The ten o’clock tea-time was reserved for playing bridge in the Erecting Shop welding cubicle.  We had our own little hide away where our wooden lockers were.  Brian spent many frustrating months teaching me the game.  He had a lot of patience with me and I think I got the hang of it in the end although I still don’t really know what “vulnerable” and “rubber”means.  Anyway during tea time we used to sit around a steel table we had made and four of us would drift away into a make believe world of soft carpets, cigar smoke, and waiters dressed like penguins.  We really were a quartet of grand gentlemen in our oily, sooty overalls, greasy safety boots and chipped tin mugs that burned ones lips whenever a sip of tea was taken.

Brian’s wife also made the nicest mince sandwiches which I used to readily devour, normally not having anything of my own.

One of the jobs I was taught by Brian was a boiler tube replacement.  This was a bitch of a job and involved first the cutting out and then the welding back of up to 400 tubes that form the steam making heart of a steam locomotive.  The idea was that once the boiler was safely on its stands, the welder, in this case me, would climb inside the firebox and cut the old tubes out using an electric arc.  Quite a mission as you have to get the arc inside each tube to cut it out and the arc would flash all over the place.  If you have never welded electrically you wont understand what I am talking about but try to imagine it anyway.  Once they were all out the boilermakers would come and clean everything up and new tubes would be fitted which I then had to weld back in.  A long and back-breaking process, done in isolation and under a strict time scale.  Once all the welding was finished the boiler tubes were pumped up using water pressure so you could see any leaks in your welding.  And then it was back in again to seal off any water spurts.

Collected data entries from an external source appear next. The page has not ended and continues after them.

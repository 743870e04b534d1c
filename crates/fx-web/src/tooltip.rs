use anyhow::{anyhow, Result};
use fx_core::TimelineItem;
use glam::Vec2;
use web_sys as web;

use crate::dom;

const HIGHLIGHTS_SHOWN: usize = 2;

/// Floating card describing the hovered timeline entry.
pub struct Tooltip {
    root: web::HtmlElement,
}

impl Tooltip {
    pub fn create(document: &web::Document, parent: &web::HtmlElement) -> Result<Self> {
        let root = dom::create_html(document, "div")?;
        root.set_class_name("fx-timeline-tooltip");
        let _ = root.set_attribute("role", "tooltip");
        dom::set_styles(
            &root,
            &[
                ("position", "absolute"),
                ("display", "none"),
                ("max-width", "18rem"),
                ("padding", "0.75rem 1rem"),
                ("border-radius", "0.5rem"),
                ("background", "rgba(0, 0, 0, 0.85)"),
                ("color", "#ffffff"),
                ("font-size", "0.85rem"),
                ("pointer-events", "none"),
                ("z-index", "10"),
            ],
        );
        parent
            .append_child(&root)
            .map_err(|e| anyhow!("append tooltip: {:?}", e))?;
        Ok(Self { root })
    }

    /// Fill and show the card with its top-left corner near `at` (CSS px).
    pub fn show(&self, document: &web::Document, item: &TimelineItem, at: Vec2) -> Result<()> {
        self.root.set_text_content(None);
        self.line(document, "strong", &item.title)?;
        self.line(document, "div", item.subtitle())?;
        self.line(document, "div", &item.period)?;
        if !item.highlights.is_empty() {
            let list = dom::create_html(document, "ul")?;
            dom::set_styles(&list, &[("margin", "0.5rem 0 0"), ("padding-left", "1rem")]);
            for h in item.highlights.iter().take(HIGHLIGHTS_SHOWN) {
                let li = dom::create_html(document, "li")?;
                li.set_text_content(Some(h));
                list.append_child(&li)
                    .map_err(|e| anyhow!("append highlight: {:?}", e))?;
            }
            self.root
                .append_child(&list)
                .map_err(|e| anyhow!("append highlights: {:?}", e))?;
        }
        let left = format!("{:.0}px", at.x + 20.0);
        let top = format!("{:.0}px", at.y - 20.0);
        dom::set_styles(&self.root, &[("left", &left), ("top", &top), ("display", "block")]);
        Ok(())
    }

    pub fn hide(&self) {
        dom::set_styles(&self.root, &[("display", "none")]);
    }

    pub fn remove(&self) {
        self.root.remove();
    }

    fn line(&self, document: &web::Document, tag: &str, text: &str) -> Result<()> {
        let el = dom::create_html(document, tag)?;
        el.set_text_content(Some(text));
        if tag == "div" {
            dom::set_styles(&el, &[("opacity", "0.8")]);
        }
        self.root
            .append_child(&el)
            .map_err(|e| anyhow!("append tooltip line: {:?}", e))?;
        Ok(())
    }
}
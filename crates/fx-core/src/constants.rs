// Shared tuning constants for the effect simulators and capability policy.

// Capability classification
pub const COMPACT_VIEWPORT_MAX_PX: f64 = 768.0; // widths at or below are "compact"
pub const HIGH_TIER_MIN_PROCESSORS: u32 = 8;
pub const HIGH_TIER_MAX_PIXEL_RATIO: f64 = 2.0;
pub const SOFTWARE_RENDERER_MARKERS: [&str; 2] = ["software", "llvmpipe"];

// Particle-count policy
pub const PARTICLES_COMPACT: usize = 15;
pub const PARTICLES_HIGH_TIER: usize = 40;
pub const PARTICLES_LOW_TIER: usize = 25;
pub const FALLBACK_MARKERS_MAX: usize = 20;

// Visibility gate
pub const VISIBILITY_THRESHOLD: f64 = 0.1; // fraction of the region that must overlap
pub const VISIBILITY_ROOT_MARGIN_PX: f64 = 50.0;

// Particle field (scene units, per-frame velocities)
pub const FIELD_HALF_EXTENTS: [f32; 3] = [6.0, 5.0, 3.0];
pub const INITIAL_SPEED_MAX: f32 = 0.01;
pub const DRIFT_COUPLING: f32 = 0.001;
pub const BOUNCE_DAMPING: f32 = -0.8;
pub const JITTER_PROBABILITY: f64 = 0.001;
pub const JITTER_HALF_RANGE: f32 = 0.0005;
pub const FIELD_SWAY_RATE: f32 = 0.1;
pub const FIELD_SWAY_AMPLITUDE: f32 = 0.1; // radians
pub const FIELD_SPIN_RATE: f32 = 0.05; // radians per second

// Static particle markers
pub const MARKER_RADIUS_MIN_PX: f32 = 2.0;
pub const MARKER_RADIUS_SPAN_PX: f32 = 4.0;
pub const MARKER_OPACITY_MIN: f32 = 0.4;
pub const MARKER_OPACITY_SPAN: f32 = 0.4;
pub const MARKER_DELAY_MAX_SEC: f32 = 6.0;
pub const MARKER_BASE_DURATION_SEC: f32 = 6.0;

// Orbital layout
pub const ORBIT_MAX_NODES: usize = 8;
pub const ORBIT_PER_CATEGORY: usize = 2;
pub const ORBIT_RADIUS: f32 = 3.0;
pub const ORBIT_BASE_SPEED: f32 = 0.3;
pub const ORBIT_SPEED_STEP: f32 = 0.1;
pub const ORBIT_BOB_AMPLITUDE: f32 = 0.2;
pub const ORBIT_NODE_RADIUS: f32 = 0.8; // badge sphere radius, also the pick radius
pub const HIGHLIGHT_SCALE: f32 = 1.3;
pub const SCALE_SMOOTHING: f32 = 0.1; // fraction of the remaining gap closed per frame
pub const HUB_PULSE_RATE: f32 = 2.0;
pub const HUB_PULSE_AMPLITUDE: f32 = 0.1;
pub const HUB_SPIN_RATE: f32 = 0.2;
pub const SCENE_SPIN_RATE: f32 = 0.05;
pub const HUB_SPOKES: usize = 8;
pub const HUB_SPOKE_LENGTH: f32 = 2.0;

// Pointer tilt
pub const TILT_DEFAULT_INTENSITY_DEG: f32 = 15.0;
pub const TILT_SHADOW_MAGNITUDE_PX: f32 = 20.0;
pub const TILT_PERSPECTIVE_PX: f32 = 1200.0;
pub const TILT_LIFT_PX: f32 = 20.0;
pub const TILT_GLARE_BASE_DEG: f32 = 135.0;

// Timeline nodes
pub const TIMELINE_SPACING: f32 = 1.5;
pub const TIMELINE_BOB_AMPLITUDE: f32 = 0.1;
pub const TIMELINE_IDLE_GLOW: f32 = 0.2;
pub const TIMELINE_GLOW_RATE: f32 = 3.0;
pub const TIMELINE_GLOW_BASE: f32 = 0.7;
pub const TIMELINE_GLOW_SPAN: f32 = 0.3;
pub const TIMELINE_PULSE_RATE: f32 = 2.0;
pub const TIMELINE_PULSE_AMPLITUDE: f32 = 0.1;
pub const TIMELINE_SWAY_RATE: f32 = 0.5;
pub const TIMELINE_SWAY_AMPLITUDE: f32 = 0.05;
pub const TIMELINE_PX_PER_ITEM: f32 = 100.0;
pub const TIMELINE_MIN_HEIGHT_PX: f32 = 300.0;
pub const TIMELINE_FALLBACK_SPACING_PX: f32 = 60.0;

// Parallax
pub const PARALLAX_MAX_OFFSET_PX: f32 = 20.0;
pub const PARALLAX_DEFAULT_STRENGTH: f32 = 0.5;

// Cross-highlight
pub const CHIP_DIMMED_OPACITY: f32 = 0.6;

// Scene cameras (eye position, vertical fov in degrees)
pub const PARTICLE_CAMERA_EYE: [f32; 3] = [0.0, 0.0, 5.0];
pub const PARTICLE_CAMERA_FOV_DEG: f32 = 75.0;
pub const ORBIT_CAMERA_EYE: [f32; 3] = [0.0, 0.0, 8.0];
pub const ORBIT_CAMERA_FOV_DEG: f32 = 50.0;
pub const TIMELINE_CAMERA_EYE: [f32; 3] = [2.0, 0.0, 3.0];
pub const TIMELINE_CAMERA_FOV_DEG: f32 = 50.0;
pub const CAMERA_NEAR: f32 = 0.1;
pub const CAMERA_FAR: f32 = 100.0;
//! Free-floating particle field.
//!
//! Each particle integrates its own velocity, drifts vertically with a term
//! coupled to its horizontal position, bounces off the walls of a fixed box
//! and now and then receives a tiny random kick. Particles never interact, so
//! a frame is O(n).

use glam::Vec3;
use rand::prelude::*;

use crate::constants::*;
use crate::error::{FxError, FxResult};
use crate::theme::Theme;

#[derive(Clone, Copy, Debug, PartialEq)]
pub struct Particle {
    pub position: Vec3,
    pub velocity: Vec3,
}

/// Owned, exclusively mutated particle buffers plus the container transform.
pub struct ParticleField {
    positions: Vec<Vec3>,
    velocities: Vec<Vec3>,
    half_extents: Vec3,
    rotation_x: f32,
    rotation_y: f32,
    theme: Theme,
    rng: StdRng,
}

impl ParticleField {
    pub fn new(count: usize, theme: Theme, seed: u64) -> Self {
        let mut rng = StdRng::seed_from_u64(seed);
        let half_extents = Vec3::from_array(FIELD_HALF_EXTENTS);
        let mut positions = Vec::with_capacity(count);
        let mut velocities = Vec::with_capacity(count);
        for _ in 0..count {
            let (p, v) = spawn(&mut rng, half_extents);
            positions.push(p);
            velocities.push(v);
        }
        log::debug!("[particles] spawned {} particles (seed {})", count, seed);
        Self {
            positions,
            velocities,
            half_extents,
            rotation_x: 0.0,
            rotation_y: 0.0,
            theme,
            rng,
        }
    }

    pub fn len(&self) -> usize {
        self.positions.len()
    }

    pub fn is_empty(&self) -> bool {
        self.positions.is_empty()
    }

    pub fn theme(&self) -> Theme {
        self.theme
    }

    pub fn color(&self) -> &'static str {
        self.theme.particle_color()
    }

    pub fn half_extents(&self) -> Vec3 {
        self.half_extents
    }

    pub fn positions(&self) -> &[Vec3] {
        &self.positions
    }

    /// Positions as a packed `xyzxyz...` slice, ready for a vertex buffer.
    pub fn positions_flat(&self) -> &[f32] {
        bytemuck::cast_slice(&self.positions)
    }

    pub fn particles(&self) -> impl Iterator<Item = Particle> + '_ {
        self.positions
            .iter()
            .zip(&self.velocities)
            .map(|(&position, &velocity)| Particle { position, velocity })
    }

    /// Container rotation `(x, y)` in radians.
    pub fn rotation(&self) -> (f32, f32) {
        (self.rotation_x, self.rotation_y)
    }

    /// Advance one frame. `t` is seconds since the field was mounted.
    pub fn advance(&mut self, t: f32) -> FxResult<()> {
        if !t.is_finite() {
            return Err(FxError::NonFinite("particle clock"));
        }
        self.rotation_x = (t * FIELD_SWAY_RATE).sin() * FIELD_SWAY_AMPLITUDE;
        self.rotation_y = t * FIELD_SPIN_RATE;

        let mut corrupted = 0usize;
        for i in 0..self.positions.len() {
            let mut p = self.positions[i];
            let mut v = self.velocities[i];

            p.x += v.x;
            p.y += v.y + (t + p.x).sin() * DRIFT_COUPLING;
            p.z += v.z;

            for axis in 0..3 {
                if let Some(mirrored) = reflect(p[axis], self.half_extents[axis]) {
                    p[axis] = mirrored;
                    v[axis] *= BOUNCE_DAMPING;
                }
                if self.rng.gen_bool(JITTER_PROBABILITY) {
                    v[axis] += self.rng.gen_range(-JITTER_HALF_RANGE..JITTER_HALF_RANGE);
                }
            }

            if !(p.is_finite() && v.is_finite()) {
                (p, v) = spawn(&mut self.rng, self.half_extents);
                corrupted += 1;
            }
            self.positions[i] = p;
            self.velocities[i] = v;
        }

        if corrupted > 0 {
            return Err(FxError::NonFinite("particle field"));
        }
        Ok(())
    }
}

fn spawn(rng: &mut StdRng, half: Vec3) -> (Vec3, Vec3) {
    let p = Vec3::new(
        rng.gen_range(-half.x..=half.x),
        rng.gen_range(-half.y..=half.y),
        rng.gen_range(-half.z..=half.z),
    );
    let s = INITIAL_SPEED_MAX;
    let v = Vec3::new(
        rng.gen_range(-s..=s),
        rng.gen_range(-s..=s),
        rng.gen_range(-s..=s),
    );
    (p, v)
}

/// Mirror `x` back into `[-extent, extent]` if it left the interval.
///
/// Overshoot past a wall is folded back inside by the same distance.
#[inline]
fn reflect(x: f32, extent: f32) -> Option<f32> {
    if x.abs() <= extent || !x.is_finite() {
        return None;
    }
    let period = 4.0 * extent;
    let mut m = (x + extent).rem_euclid(period);
    if m > 2.0 * extent {
        m = period - m;
    }
    Some((m - extent).clamp(-extent, extent))
}
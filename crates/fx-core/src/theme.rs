//! Two-valued page theme and the palette each effect draws with.
//!
//! The theme only ever picks colors; no simulator branches on it.

#[derive(Clone, Copy, Debug, Default, PartialEq, Eq)]
pub enum Theme {
    #[default]
    Light,
    Dark,
}

impl Theme {
    /// Parse the page's theme token. Anything but `"dark"` is light.
    pub fn from_token(token: &str) -> Self {
        if token.eq_ignore_ascii_case("dark") {
            Theme::Dark
        } else {
            Theme::Light
        }
    }

    pub fn particle_color(self) -> &'static str {
        match self {
            Theme::Dark => "#ffffff",
            Theme::Light => "#007bff",
        }
    }

    pub fn badge_color(self, highlighted: bool) -> &'static str {
        match (self, highlighted) {
            (Theme::Dark, true) => "#74b9ff",
            (Theme::Light, true) => "#0984e3",
            (Theme::Dark, false) => "#4a90e2",
            (Theme::Light, false) => "#007bff",
        }
    }

    pub fn hub_color(self) -> &'static str {
        self.particle_color()
    }

    pub fn label_color(self) -> &'static str {
        "#ffffff"
    }

    pub fn timeline_color(self) -> &'static str {
        self.particle_color()
    }

    pub fn timeline_glow(self) -> &'static str {
        match self {
            Theme::Dark => "#4a90e2",
            Theme::Light => "#0056b3",
        }
    }

    /// Outer halo drawn around each timeline node.
    pub fn timeline_ring(self) -> &'static str {
        match self {
            Theme::Dark => "#4a90e2",
            Theme::Light => "#007bff",
        }
    }

    /// Gradient stops for the static timeline markers.
    pub fn timeline_fallback_gradient(self) -> (&'static str, &'static str) {
        match self {
            Theme::Dark => ("#4a90e2", "#74b9ff"),
            Theme::Light => ("#007bff", "#0984e3"),
        }
    }
}

#[cfg(test)]
mod tests {
    use super::*;

    #[test]
    fn unknown_tokens_fall_back_to_light() {
        assert_eq!(Theme::from_token("dark"), Theme::Dark);
        assert_eq!(Theme::from_token("DARK"), Theme::Dark);
        assert_eq!(Theme::from_token("sepia"), Theme::Light);
        assert_eq!(Theme::from_token(""), Theme::Light);
    }
}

In have to say here that I was complimented by Jack Crilly on my ability to carry out positional welding much better than the easier and normal flat welding.  This is quite strange as positional welding means upside down or vertical up/down welding and normally takes ages to master.  I got it right within a year and found it quite an accomplishment.  Boiler tube welding was all positional stuff and tested a welder to the limit both physically and technically.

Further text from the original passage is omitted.